I shivered in the wind and shook my head as I felt around in my pocket for my keys and found them.  Not going back down there.  If I go back down there, I’m going to get waylaid.  There’s no doubt about that.  I’ll just make a run for the station.  I won’t freeze to death if I hurry.

Sucking in a deep breath, I sprinted for the stairs to the Red Line station a block from where I’d been standing, hoping that my wallet was in the bag I was still carrying from the off-world run and that I hadn’t left it with my coat.

Too late now.  Already made the run for it.

I stumbled down the concrete steps and into the warmth of the subway tunnel, already shivering from the late winter chill.  It had been a relatively mild winter here in Chicago, but that didn’t mean it was much warmer than bitter cold—especially not this close to the lakeshore.  I dug around in my bag, hoping to find my wallet and eventually locating it in the deepest, darkest corner of the bag as I made my way to the turnstiles guarding the entry to the train platforms.

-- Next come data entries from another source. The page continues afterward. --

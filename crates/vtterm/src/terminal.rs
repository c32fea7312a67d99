//! The `Terminal` executor: owns both screens, modes, color state and the
//! byte [`Stream`] dispatcher, and implements every CSI/ESC/OSC/DCS/APC
//! operation by mutating that state.
//!
//! Response bytes (DSR/DA/OSC color-query echoes, DECRQSS) accumulate in
//! `response` and are drained by the caller after each [`Terminal::write`].

use tracing::{debug, trace, warn};
use vtansi::EncodeError;
use vtcolor::dynamic::{DynamicColorSlot, DynamicPalette};
use vtcolor::DynamicColors;
use vtgrid::{Cell, Color, Hyperlink, LineAttr, Style, UnderlineStyle};
use vtosc::Command;
use vtparser::{CsiParams, Intermediates};
use xparsecolor::XColor;

use crate::charset::{Charset, GSlot};
use crate::cursor::{CursorShape, SavedCursor};
use crate::error::ResourceError;
use crate::kitty::{GraphicsImage, GraphicsMedium, KittyKeyFlags};
use crate::mode::{Modes, ScrollingRegion};
use crate::options::TerminalOptions;
use crate::screen::Screen;
use crate::stream::Stream;

/// Which of the two screens is currently active.
#[derive(Debug, Clone, Copy, PartialEq, Eq)]
pub enum ScreenKey {
    Primary,
    Alternate,
}

/// Primary and alternate screens, switched between by the `ALT_SCREEN_*`
/// modes.
pub struct ScreenSet {
    pub primary: Screen,
    pub alternate: Screen,
}

/// The terminal-wide emulation state: grid(s), cursor pen defaults are
/// carried per-screen (see [`crate::cursor::Cursor`]); this struct owns
/// everything that is shared across both screens or is process-global
/// (modes, palettes, the response buffer).
pub struct Terminal {
    screens: ScreenSet,
    active: ScreenKey,
    pub(crate) modes: Modes,
    focused: bool,
    /// `CSI > Pm m` modifyOtherKeys level (0, 1 or 2); input-encoding is
    /// out of scope, but the level is still tracked so DECRQSS-style
    /// queries and `CSI ? 1 u`-family kitty negotiation remain consistent.
    modify_other_keys: u8,
    palette: DynamicPalette,
    dynamic_colors: DynamicColors,
    pwd: Option<String>,
    /// Last printed codepoint, for `REP` (`CSI Pn b`).
    last_printed: Option<char>,
    response: Vec<u8>,
    options: TerminalOptions,
    stream: Stream,
}

/// OSC/DCS/APC payloads are bounded well below any reasonable terminal
/// response to cap per-sequence memory (§7).
pub(crate) const MAX_OSC_PAYLOAD: usize = 1024 * 1024;
pub(crate) const MAX_DCS_PAYLOAD: usize = 64 * 1024;
pub(crate) const MAX_APC_PAYLOAD: usize = 4 * 1024 * 1024;
//! Cell-width computation and the print algorithm (§4.4).

use unicode_width::UnicodeWidthChar;
use vtgrid::{Cell, WideState};

use crate::mode::Modes;
use crate::terminal::Terminal;

/// Classifies how a printed codepoint occupies grid cells.
#[derive(Debug, Clone, Copy, PartialEq, Eq)]
pub enum PrintWidth {
    /// Zero-width combining mark: appends to the previous cell's grapheme.
    Combining,
    /// A control or otherwise non-printable codepoint: ignored.
    Ignore,
    Narrow,
    Wide,
}

pub fn classify_width(cp: char) -> PrintWidth {
    if (cp as u32) < 0x20 || (0x7F..0xA0).contains(&(cp as u32)) {
        return PrintWidth::Ignore;
    }
    match UnicodeWidthChar::width(cp) {
        None | Some(0) => PrintWidth::Combining,
        Some(1) => PrintWidth::Narrow,
        _ => PrintWidth::Wide,
    }
}

impl Terminal {
    /// Print one already charset-translated codepoint at the cursor,
    /// implementing the six-step algorithm from the component design:
    /// translate width, consume pending-wrap, handle wide-glyph margin
    /// straddling, write the cell(s), then advance/re-arm pending-wrap.
    pub(crate) fn print_char(&mut self, cp: char) {
        match classify_width(cp) {
            PrintWidth::Ignore => {}
            PrintWidth::Combining => self.append_combining(cp),
            PrintWidth::Narrow => self.print_sized(cp, 1),
            PrintWidth::Wide => self.print_sized(cp, 2),
        }
    }

    fn append_combining(&mut self, cp: char) {
        let screen = self.active_screen_mut();
        let (x, y) = if screen.cursor.x == 0 {
            (0, screen.cursor.y)
        } else {
            (screen.cursor.x - 1, screen.cursor.y)
        };
        let (node, local) = screen.pages().node_for_active_row(y);
        let page = screen.pages_mut().page_mut(node).expect("live");
        let existing = *page.row(local).cell(x);
        let Some(grapheme_ref) = existing.grapheme else {
            let cluster = vtgrid::GraphemeCluster(smallvec::smallvec![cp]);
            let new_ref = page.intern_grapheme(cluster);
            let mut cell = existing;
            cell.grapheme = Some(new_ref);
            page.set_cell(local, x, cell);
            return;
        };
        let new_ref = page.append_grapheme(grapheme_ref, cp);
        let mut cell = existing;
        cell.grapheme = Some(new_ref);
        page.set_cell(local, x, cell);
    }

    fn print_sized(&mut self, cp: char, width: u16) {
        let cols = self.active_screen().cols();
        let autowrap = self.modes.contains(Modes::AUTOWRAP);

        if self.active_screen().cursor.pending_wrap && autowrap {
            self.soft_wrap_to_next_line();
            self.active_screen_mut().cursor.x = self.region_left();
            self.active_screen_mut().cursor.pending_wrap = false;
        }

        let right_margin = self.region_right();
        if width == 2 {
            let x = self.active_screen().cursor.x;
            if x == right_margin {
                if autowrap {
                    self.soft_wrap_to_next_line();
                    self.active_screen_mut().cursor.x = self.region_left();
                } else {
                    // No room and no wrap: degrade to a narrow spacer cell
                    // rather than straddle the margin.
                    self.write_cell(cp, 1, WideState::Narrow);
                    self.advance_cursor_after_print(1, cols);
                    return;
                }
            }
        }

        self.write_cell(cp, width, WideState::Narrow);
        self.advance_cursor_after_print(width, cols);
    }

    /// Leave the current row via a soft wrap: mark it `wrap` and the row
    /// the cursor lands on `wrap_continuation`, maintaining the §3
    /// invariant `row[i].wrap ⇔ row[i + 1].wrap_continuation`.
    fn soft_wrap_to_next_line(&mut self) {
        let y = self.active_screen().cursor.y;
        self.active_screen_mut().active_row_mut(y).wrap = true;
        self.line_feed_within_region();
        let new_y = self.active_screen().cursor.y;
        self.active_screen_mut().active_row_mut(new_y).wrap_continuation = true;
    }

    fn write_cell(&mut self, cp: char, width: u16, _base_wide: WideState) {
        let screen = self.active_screen();
        let (x, y) = (screen.cursor.x, screen.cursor.y);
        let cell = Cell {
            codepoint: cp as u32,
            wide: if width == 2 { WideState::Wide } else { WideState::Narrow },
            style: screen.cursor.style,
            grapheme: None,
            hyperlink: screen.cursor.hyperlink,
            protected: screen.cursor.protected,
        };
        self.active_screen_mut().set_cell_at(y, x, cell);
        if width == 2 {
            let spacer = Cell {
                codepoint: 0,
                wide: WideState::SpacerTail,
                style: cell.style,
                grapheme: None,
                hyperlink: cell.hyperlink,
                protected: cell.protected,
            };
            self.active_screen_mut().set_cell_at(y, x + 1, spacer);
        }
    }

    fn advance_cursor_after_print(&mut self, width: u16, _cols: u16) {
        let right_margin = self.region_right();
        let screen = self.active_screen_mut();
        let new_x = screen.cursor.x + width;
        if new_x > right_margin {
            screen.cursor.x = right_margin;
            screen.cursor.pending_wrap = true;
        } else {
            screen.cursor.x = new_x;
        }
    }
}
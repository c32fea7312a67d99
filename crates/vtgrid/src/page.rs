//! Fixed-capacity container of rows plus the pools its cells reference.

use crate::cell::{Cell, GraphemeRef, HyperlinkRef, StyleRef};
use crate::hyperlink::{GraphemeCluster, Hyperlink};
use crate::pool::Pool;
use crate::row::Row;
use crate::style::Style;

/// Default target byte budget per page (§4.5: "~64 KiB").
pub const DEFAULT_PAGE_BYTE_BUDGET: usize = 64 * 1024;

/// A rectangular slab of rows with its own style/grapheme/hyperlink pools.
///
/// `rows` and `cols` are fixed at construction; [`PageList`](crate::pagelist::PageList)
/// grows the buffer by chaining additional pages, not by resizing an
/// existing one (except on an explicit column resize, which reflows
/// in place).
pub struct Page {
    cols: u16,
    rows: Vec<Row>,
    styles: Pool<Style>,
    graphemes: Pool<GraphemeCluster>,
    hyperlinks: Pool<Hyperlink>,
    tabstops: Vec<bool>,
    byte_budget: usize,
}

impl Page {
    pub fn new(cols: u16, rows: u16) -> Self {
        Self::with_budget(cols, rows, DEFAULT_PAGE_BYTE_BUDGET)
    }

    pub fn with_budget(cols: u16, rows: u16, byte_budget: usize) -> Self {
        let mut tabstops = vec![false; cols as usize];
        let mut x = 0usize;
        while x < tabstops.len() {
            tabstops[x] = true;
            x += 8;
        }
        Self {
            cols,
            rows: (0..rows).map(|_| Row::new(cols)).collect(),
            styles: Pool::new(true),
            graphemes: Pool::new(false),
            hyperlinks: Pool::new(true),
            tabstops,
            byte_budget,
        }
    }

    #[inline]
    pub fn cols(&self) -> u16 {
        self.cols
    }

    #[inline]
    pub fn rows(&self) -> u16 {
        self.rows.len() as u16
    }

    #[inline]
    pub fn row(&self, y: u16) -> &Row {
        &self.rows[y as usize]
    }

    #[inline]
    pub fn row_mut(&mut self, y: u16) -> &mut Row {
        &mut self.rows[y as usize]
    }

    pub fn all_rows(&self) -> &[Row] {
        &self.rows
    }

    pub fn style(&self, r: StyleRef) -> &Style {
        self.styles.get(r.index()).unwrap_or(&Style::DEFAULT)
    }

    pub fn hyperlink(&self, r: HyperlinkRef) -> Option<&Hyperlink> {
        self.hyperlinks.get(r.index())
    }

    pub fn grapheme(&self, r: GraphemeRef) -> Option<&GraphemeCluster> {
        self.graphemes.get(r.index())
    }

    /// Intern a style, returning `None` for the default style (index 0 is
    /// never handed out — callers store `Option<StyleRef>` on the cell).
    pub fn intern_style(&mut self, style: Style) -> Option<StyleRef> {
        if style.is_default() {
            return None;
        }
        Some(StyleRef::from_index(self.styles.intern(style)))
    }

    pub fn intern_hyperlink(&mut self, link: Hyperlink) -> HyperlinkRef {
        HyperlinkRef::from_index(self.hyperlinks.intern(link))
    }

    pub fn intern_grapheme(&mut self, cluster: GraphemeCluster) -> GraphemeRef {
        GraphemeRef::from_index(self.graphemes.intern(cluster))
    }

    pub fn append_grapheme(&mut self, existing: GraphemeRef, c: char) -> GraphemeRef {
        let mut cluster = self
            .graphemes
            .get(existing.index())
            .cloned()
            .unwrap_or_default();
        cluster.push(c);
        self.graphemes.release(existing.index());
        self.intern_grapheme(cluster)
    }

    /// Overwrite a cell, releasing any pool references the old value held
    /// and retaining/interning the new ones. This is the only path by
    /// which pool refcounts change, keeping accounting centralized.
    pub fn set_cell(&mut self, y: u16, x: u16, new: Cell) {
        let old = *self.rows[y as usize].cell(x);
        if let Some(s) = old.style {
            self.styles.release(s.index());
        }
        if let Some(g) = old.grapheme {
            self.graphemes.release(g.index());
        }
        if let Some(h) = old.hyperlink {
            self.hyperlinks.release(h.index());
        }
        if let Some(s) = new.style {
            self.styles.retain(s.index());
        }
        if let Some(g) = new.grapheme {
            self.graphemes.retain(g.index());
        }
        if let Some(h) = new.hyperlink {
            self.hyperlinks.retain(h.index());
        }
        *self.rows[y as usize].cell_mut(x) = new;
    }

    pub fn clear_cell(&mut self, y: u16, x: u16) {
        self.set_cell(y, x, Cell::default());
    }

    pub fn clear_row(&mut self, y: u16) {
        for x in 0..self.cols {
            self.clear_cell(y, x);
        }
        let row = &mut self.rows[y as usize];
        row.wrap = false;
        row.wrap_continuation = false;
    }

    pub fn is_tabstop(&self, x: u16) -> bool {
        self.tabstops.get(x as usize).copied().unwrap_or(false)
    }

    pub fn set_tabstop(&mut self, x: u16, value: bool) {
        if let Some(slot) = self.tabstops.get_mut(x as usize) {
            *slot = value;
        }
    }

    pub fn reset_tabstops_default(&mut self) {
        for (x, slot) in self.tabstops.iter_mut().enumerate() {
            *slot = x % 8 == 0;
        }
    }

    /// Reflow to a new column count: unwraps soft-wrapped row runs into
    /// logical lines, then re-wraps at the new width. Returns the old
    /// row index → new row index mapping so callers (PageList) can remap
    /// pins.
    pub fn resize_cols(&mut self, new_cols: u16) -> Vec<u16> {
        if new_cols == self.cols {
            return (0..self.rows.len() as u16).collect();
        }

        // Group original rows into logical lines (a non-continuation row
        // followed by its wrap continuations), keeping each group's
        // original row indices alongside its flattened cells.
        let mut groups: Vec<(Vec<u16>, Vec<Cell>)> = Vec::new();
        for (i, row) in self.rows.iter().enumerate() {
            if !row.wrap_continuation || groups.is_empty() {
                groups.push((Vec::new(), Vec::new()));
            }
            let group = groups.last_mut().expect("just pushed if empty");
            group.0.push(i as u16);
            group.1.extend_from_slice(row.cells());
        }

        let mut new_rows = Vec::new();
        let mut mapping = vec![0u16; self.rows.len()];
        for (old_indices, line) in groups {
            let first_new_index = new_rows.len() as u16;
            for origin in &old_indices {
                mapping[*origin as usize] = first_new_index;
            }

            let mut chunks = line.chunks(new_cols.max(1) as usize).peekable();
            if chunks.peek().is_none() {
                new_rows.push(Row::new(new_cols));
                continue;
            }
            let mut first = true;
            while let Some(chunk) = chunks.next() {
                let mut row = Row::new(new_cols);
                row.wrap_continuation = !first;
                row.wrap = chunks.peek().is_some();
                for (x, cell) in chunk.iter().enumerate() {
                    *row.cell_mut(x as u16) = *cell;
                }
                new_rows.push(row);
                first = false;
            }
        }

        self.cols = new_cols;
        self.rows = new_rows;
        self.reset_tabstops_default();
        mapping
    }

    /// Grow or shrink the row count in place (used when the active area is
    /// resized vertically without reflow).
    pub fn resize_rows(&mut self, new_rows: u16) {
        let cols = self.cols;
        self.rows.resize_with(new_rows as usize, || Row::new(cols));
    }

    pub fn estimated_bytes(&self) -> usize {
        let row_bytes = self.rows.len() * self.cols as usize * std::mem::size_of::<Cell>();
        row_bytes + self.styles.approx_bytes() + self.graphemes.approx_bytes() + self.hyperlinks.approx_bytes()
    }

    pub fn byte_budget(&self) -> usize {
        self.byte_budget
    }
}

I breathed a sigh of relief as my fingers closed around my car keys and CTA card.  Small favors.  That’s all I can ever ask for.

I took the train from Harrison and hit my connections—Red Line to Blue all the way to Rosemont where I’d left my car.  Sometimes I took the Metra all the way in and out of the city, but when I didn’t know when I’d be coming home, I liked the convenience of leaving my Jeep closer to downtown rather than at the Metra stations in Barrington or Schaumburg.  I stared out the windows of the train, at the city and at tunnel walls, fingers tapping against my knee in agitated impatience, all the way from the station where I’d gotten on the Blue Line to Rosemont, where my insane life with the Corps and UNSETIC had begun.  It felt like a long time ago.

How am I going to tell him?  How am I going to break that news?

I wasn’t sure if I was trying to figure out how to explain this to my uncle, or how I was going to break the news to my brother that our other uncle, our mother’s brother, was dead.  I didn’t know which one would be harder.

I closed my eyes and sighed.  Dammit.

The train stopped at Rosemont and I got off, went hunting for my car.  Somewhere between there and home, I’d figure out how I was going to tell Uncle Chris.

I really didn’t have much choice about that.